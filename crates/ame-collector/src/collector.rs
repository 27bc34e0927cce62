//! ---
//! ems_section: "11-simulation"
//! ems_subsection: "module"
//! ems_type: "source"
//! ems_scope: "code"
//! ems_description: "Per-device connectivity and event task scheduling."
//! ems_version: "v0.0.0-prealpha"
//! ems_owner: "tbd"
//! ---
//! One collector per device, four independent tasks per collector.
//!
//! The connectivity task samples its [`HealthSource`] every
//! `connectivity_interval` (first sample one interval after start) and
//! publishes `device_connected_status`. The core, ran and fabric event tasks
//! each publish their gauge once after their own delay and then finish.
//! Devices without a SIM run the same tasks but never write a series.

use std::sync::Arc;
use std::time::Duration;

use ame_metrics::{
    GaugeFamily, GaugeRegistry, DEVICE_CONNECTED_STATUS, DEVICE_CONNECTION_EVENT_CORE,
    DEVICE_CONNECTION_EVENT_FABRIC, DEVICE_CONNECTION_EVENT_RAN,
};
use ame_rt::{
    deadline_or_shutdown, shutdown_channel, RateLimiter, ShutdownSignal, ShutdownTrigger,
    TaskSet, Wake,
};
use tokio::time::Instant;
use tracing::{debug, info};

use crate::device::Device;
use crate::error::CollectorError;
use crate::health::HealthSource;
use crate::schedule::CollectorSchedule;

pub const ACTIVE_STATUS: &str = "Active";
pub const CORE_EVENT_MESSAGE: &str = "some core event";
pub const CORE_EVENT_COLOUR: &str = "some colour";
pub const RAN_EVENT_MESSAGE: &str = "some ran event";
pub const FABRIC_EVENT_MESSAGE: &str = "some fabric event";

/// Label values of a device's `device_connected_status` series.
pub fn connectivity_labels<'a>(site: &'a str, sim: &'a str) -> [&'a str; 3] {
    [ACTIVE_STATUS, site, sim]
}

/// The one-shot connection events published per device.
#[derive(Debug, Clone, Copy, PartialEq, Eq, Hash)]
pub enum DeviceEvent {
    Core,
    Ran,
    Fabric,
}

impl DeviceEvent {
    pub const ALL: [DeviceEvent; 3] = [DeviceEvent::Core, DeviceEvent::Ran, DeviceEvent::Fabric];

    pub fn family(self) -> &'static GaugeFamily {
        match self {
            DeviceEvent::Core => &DEVICE_CONNECTION_EVENT_CORE,
            DeviceEvent::Ran => &DEVICE_CONNECTION_EVENT_RAN,
            DeviceEvent::Fabric => &DEVICE_CONNECTION_EVENT_FABRIC,
        }
    }

    pub fn task_name(self) -> &'static str {
        match self {
            DeviceEvent::Core => "core-event",
            DeviceEvent::Ran => "ran-event",
            DeviceEvent::Fabric => "fabric-event",
        }
    }

    pub fn delay(self, schedule: &CollectorSchedule) -> Duration {
        match self {
            DeviceEvent::Core => schedule.core_event_delay,
            DeviceEvent::Ran => schedule.ran_event_delay,
            DeviceEvent::Fabric => schedule.fabric_event_delay,
        }
    }

    /// Label values in the family's key order.
    pub fn labels<'a>(self, site: &'a str, sim: &'a str) -> Vec<&'a str> {
        match self {
            DeviceEvent::Core => vec![CORE_EVENT_MESSAGE, CORE_EVENT_COLOUR, site, sim],
            DeviceEvent::Ran => vec![RAN_EVENT_MESSAGE, site, sim],
            DeviceEvent::Fabric => vec![FABRIC_EVENT_MESSAGE, site, sim],
        }
    }
}

/// Scheduling state for a single device.
#[derive(Debug)]
pub struct DeviceCollector {
    device: Arc<Device>,
    site: Arc<str>,
    schedule: CollectorSchedule,
    gauges: Arc<GaugeRegistry>,
}

impl DeviceCollector {
    pub fn new(
        device: Device,
        site: impl Into<String>,
        schedule: CollectorSchedule,
        gauges: Arc<GaugeRegistry>,
    ) -> Self {
        Self {
            device: Arc::new(device),
            site: Arc::from(site.into()),
            schedule,
            gauges,
        }
    }

    /// Collector whose tasks are staggered on multiples of `period`. `period`
    /// must be non-zero; see [`DeviceCollector::start`].
    pub fn with_period(
        device: Device,
        period: Duration,
        site: impl Into<String>,
        gauges: Arc<GaugeRegistry>,
    ) -> Self {
        Self::new(device, site, CollectorSchedule::from_period(period), gauges)
    }

    /// Spawn the four tasks and return immediately. Must run inside a Tokio runtime.
    ///
    /// Delays are measured from this call. The tasks keep running until
    /// [`CollectorHandle::shutdown`]; dropping the handle detaches them.
    ///
    /// # Panics
    ///
    /// Panics if the schedule's `connectivity_interval` is zero. Schedules built
    /// from a validated [`AppConfig`](ame_common::config::AppConfig) never are.
    pub fn start(self, health: Box<dyn HealthSource>) -> CollectorHandle {
        info!(
            serial_number = %self.device.serial_number,
            site = %self.site,
            provisioned = self.device.is_provisioned(),
            "starting collector for device"
        );

        let started = Instant::now();
        let (trigger, connectivity_shutdown) = shutdown_channel();
        let mut tasks = TaskSet::new();

        tasks.spawn(
            "connectivity",
            run_connectivity(
                self.device.clone(),
                self.site.clone(),
                self.gauges.clone(),
                health,
                RateLimiter::delayed(self.schedule.connectivity_interval),
                connectivity_shutdown,
            ),
        );

        for event in DeviceEvent::ALL {
            tasks.spawn(
                event.task_name(),
                fire_event(
                    event,
                    self.device.clone(),
                    self.site.clone(),
                    self.gauges.clone(),
                    started + event.delay(&self.schedule),
                    trigger.subscribe(),
                ),
            );
        }

        CollectorHandle {
            serial_number: self.device.serial_number.clone(),
            trigger,
            tasks,
        }
    }
}

/// Lifecycle handle for a started [`DeviceCollector`].
#[derive(Debug)]
pub struct CollectorHandle {
    serial_number: String,
    trigger: ShutdownTrigger,
    tasks: TaskSet,
}

impl CollectorHandle {
    pub fn serial_number(&self) -> &str {
        &self.serial_number
    }

    pub fn task_count(&self) -> usize {
        self.tasks.len()
    }

    /// Tasks still pending: the connectivity loop plus any unfired events.
    pub fn running_tasks(&self) -> usize {
        self.tasks.running()
    }

    /// Stop every task. Events that have not fired yet never will.
    pub async fn shutdown(self) -> Result<(), CollectorError> {
        let Self {
            serial_number,
            trigger,
            tasks,
        } = self;
        trigger.trigger();
        tasks
            .join()
            .await
            .map_err(|source| CollectorError::Shutdown {
                serial_number: serial_number.clone(),
                source,
            })?;
        info!(serial_number = %serial_number, "collector stopped");
        Ok(())
    }
}

async fn run_connectivity(
    device: Arc<Device>,
    site: Arc<str>,
    gauges: Arc<GaugeRegistry>,
    mut health: Box<dyn HealthSource>,
    mut limiter: RateLimiter,
    mut shutdown: ShutdownSignal,
) {
    let mut tick: u64 = 0;
    loop {
        tokio::select! {
            biased;
            _ = shutdown.requested() => {
                debug!(serial_number = %device.serial_number, ticks = tick, "connectivity task stopped");
                break;
            }
            _ = limiter.tick() => {
                tick += 1;
                let reading = health.sample();
                match device.sim() {
                    Some(sim) => {
                        gauges.set(
                            &DEVICE_CONNECTED_STATUS,
                            &connectivity_labels(&site, sim),
                            reading.gauge_value(),
                        );
                        debug!(serial_number = %device.serial_number, tick, reading = ?reading, "connectivity sampled");
                    }
                    None => {
                        debug!(serial_number = %device.serial_number, tick, "no sim; connectivity not published");
                    }
                }
            }
        }
    }
}

async fn fire_event(
    event: DeviceEvent,
    device: Arc<Device>,
    site: Arc<str>,
    gauges: Arc<GaugeRegistry>,
    deadline: Instant,
    mut shutdown: ShutdownSignal,
) {
    if deadline_or_shutdown(deadline, &mut shutdown).await == Wake::Shutdown {
        debug!(serial_number = %device.serial_number, event = event.task_name(), "event cancelled before firing");
        return;
    }
    match device.sim() {
        Some(sim) => {
            gauges.set(event.family(), &event.labels(&site, sim), 1.0);
            debug!(serial_number = %device.serial_number, event = event.task_name(), "connection event published");
        }
        None => {
            debug!(serial_number = %device.serial_number, event = event.task_name(), "no sim; event not published");
        }
    }
}

#[cfg(test)]
mod tests {
    use super::*;
    use crate::health::{Connectivity, ScriptedHealthSource};
    use ame_metrics::new_registry;
    use std::io;
    use std::sync::Mutex;
    use tracing::Level;
    use tracing_subscriber::fmt::MakeWriter;

    const PERIOD: Duration = Duration::from_secs(1);

    fn gauges() -> Arc<GaugeRegistry> {
        Arc::new(GaugeRegistry::new(new_registry()).unwrap())
    }

    async fn advance_to(start: Instant, offset: Duration) {
        tokio::time::sleep_until(start + offset).await;
    }

    fn at(periods: f64) -> Duration {
        PERIOD.mul_f64(periods)
    }

    #[test]
    fn event_labels_follow_family_order() {
        for event in DeviceEvent::ALL {
            assert_eq!(
                event.labels("site-A", "8901").len(),
                event.family().labels.len()
            );
        }
        assert_eq!(
            DeviceEvent::Core.labels("site-A", "8901"),
            vec!["some core event", "some colour", "site-A", "8901"]
        );
        assert_eq!(
            connectivity_labels("site-A", "8901"),
            ["Active", "site-A", "8901"]
        );
    }

    #[derive(Clone, Default)]
    struct CapturedLogs(Arc<Mutex<Vec<u8>>>);

    impl CapturedLogs {
        fn lines(&self) -> Vec<String> {
            let bytes = self.0.lock().unwrap();
            String::from_utf8_lossy(&bytes)
                .lines()
                .map(str::to_owned)
                .collect()
        }
    }

    impl io::Write for CapturedLogs {
        fn write(&mut self, buf: &[u8]) -> io::Result<usize> {
            self.0.lock().unwrap().extend_from_slice(buf);
            Ok(buf.len())
        }

        fn flush(&mut self) -> io::Result<()> {
            Ok(())
        }
    }

    impl<'a> MakeWriter<'a> for CapturedLogs {
        type Writer = CapturedLogs;

        fn make_writer(&'a self) -> Self::Writer {
            self.clone()
        }
    }

    #[test]
    fn start_logs_one_notice_before_any_write() {
        let logs = CapturedLogs::default();
        let subscriber = tracing_subscriber::fmt()
            .with_writer(logs.clone())
            .with_max_level(Level::DEBUG)
            .with_ansi(false)
            .without_time()
            .finish();
        let runtime = tokio::runtime::Builder::new_current_thread()
            .enable_time()
            .start_paused(true)
            .build()
            .unwrap();
        let gauges = gauges();

        tracing::subscriber::with_default(subscriber, || {
            runtime.block_on(async {
                let start = Instant::now();
                let handle = DeviceCollector::with_period(
                    Device::new("X1").with_sim("8901"),
                    PERIOD,
                    "site-A",
                    gauges.clone(),
                )
                .start(Box::new(ScriptedHealthSource::new(vec![])));

                let at_start = logs.lines();
                assert_eq!(at_start.len(), 1, "{at_start:?}");
                assert!(at_start[0].contains("INFO"));
                assert!(at_start[0].contains("serial_number=X1"));
                for family in &ame_metrics::DEVICE_FAMILIES {
                    assert_eq!(gauges.series_count(family), 0);
                }

                advance_to(start, at(6.5)).await;
                let lines = logs.lines();
                let infos: Vec<_> = lines.iter().filter(|l| l.contains("INFO")).collect();
                assert_eq!(infos.len(), 1, "{lines:?}");
                assert_eq!(infos[0], &lines[0]);
                assert!(lines.iter().any(|l| l.contains("connection event published")));
                assert!(lines.iter().any(|l| l.contains("connectivity sampled")));

                handle.shutdown().await.unwrap();
            });
        });
    }

    #[tokio::test]
    #[should_panic]
    async fn zero_period_panics_on_start() {
        DeviceCollector::with_period(
            Device::new("X1").with_sim("8901"),
            Duration::ZERO,
            "site-A",
            gauges(),
        )
        .start(Box::new(ScriptedHealthSource::new(vec![])));
    }

    #[tokio::test(start_paused = true)]
    async fn end_to_end_timeline() {
        let gauges = gauges();
        let start = Instant::now();
        let health = ScriptedHealthSource::new(vec![
            Connectivity::Disconnected,
            Connectivity::Connected,
        ]);
        let handle = DeviceCollector::with_period(
            Device::new("X1").with_sim("8901"),
            PERIOD,
            "site-A",
            gauges.clone(),
        )
        .start(Box::new(health));
        assert_eq!(handle.serial_number(), "X1");
        assert_eq!(handle.task_count(), 4);

        let status = connectivity_labels("site-A", "8901");
        let core = DeviceEvent::Core.labels("site-A", "8901");
        let ran = DeviceEvent::Ran.labels("site-A", "8901");
        let fabric = DeviceEvent::Fabric.labels("site-A", "8901");

        advance_to(start, at(0.5)).await;
        assert_eq!(gauges.read(&DEVICE_CONNECTED_STATUS, &status), None);
        assert_eq!(gauges.read(&DEVICE_CONNECTION_EVENT_CORE, &core), None);

        advance_to(start, at(2.5)).await;
        assert_eq!(gauges.read(&DEVICE_CONNECTION_EVENT_CORE, &core), Some(1.0));
        assert_eq!(gauges.read(&DEVICE_CONNECTED_STATUS, &status), None);

        advance_to(start, at(3.5)).await;
        assert_eq!(gauges.read(&DEVICE_CONNECTED_STATUS, &status), Some(0.0));
        assert_eq!(gauges.read(&DEVICE_CONNECTION_EVENT_RAN, &ran), None);

        advance_to(start, at(4.5)).await;
        assert_eq!(gauges.read(&DEVICE_CONNECTION_EVENT_RAN, &ran), Some(1.0));
        assert_eq!(gauges.read(&DEVICE_CONNECTION_EVENT_FABRIC, &fabric), None);

        advance_to(start, at(6.5)).await;
        assert_eq!(gauges.read(&DEVICE_CONNECTION_EVENT_FABRIC, &fabric), Some(1.0));
        assert_eq!(gauges.read(&DEVICE_CONNECTED_STATUS, &status), Some(1.0));

        advance_to(start, at(9.5)).await;
        assert_eq!(gauges.read(&DEVICE_CONNECTED_STATUS, &status), Some(0.0));
        assert_eq!(handle.running_tasks(), 1);

        handle.shutdown().await.unwrap();
    }
}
━━━━━━━━━━━━━━━━━━━━━━━━━━━━━━
Directions for this task: Reproduce the material above exactly, beginning at its first line and ending with the line that holds "connectivity and event". Include nothing else.

Your response:
filename crates/ame-collector/src/collector.rs
repository 27bc34e0927cce62
//! ---
//! ems_section: "11-simulation"
//! ems_subsection: "module"
//! ems_type: "source"
//! ems_scope: "code"
//! ems_description: "Per-device connectivity and event task scheduling."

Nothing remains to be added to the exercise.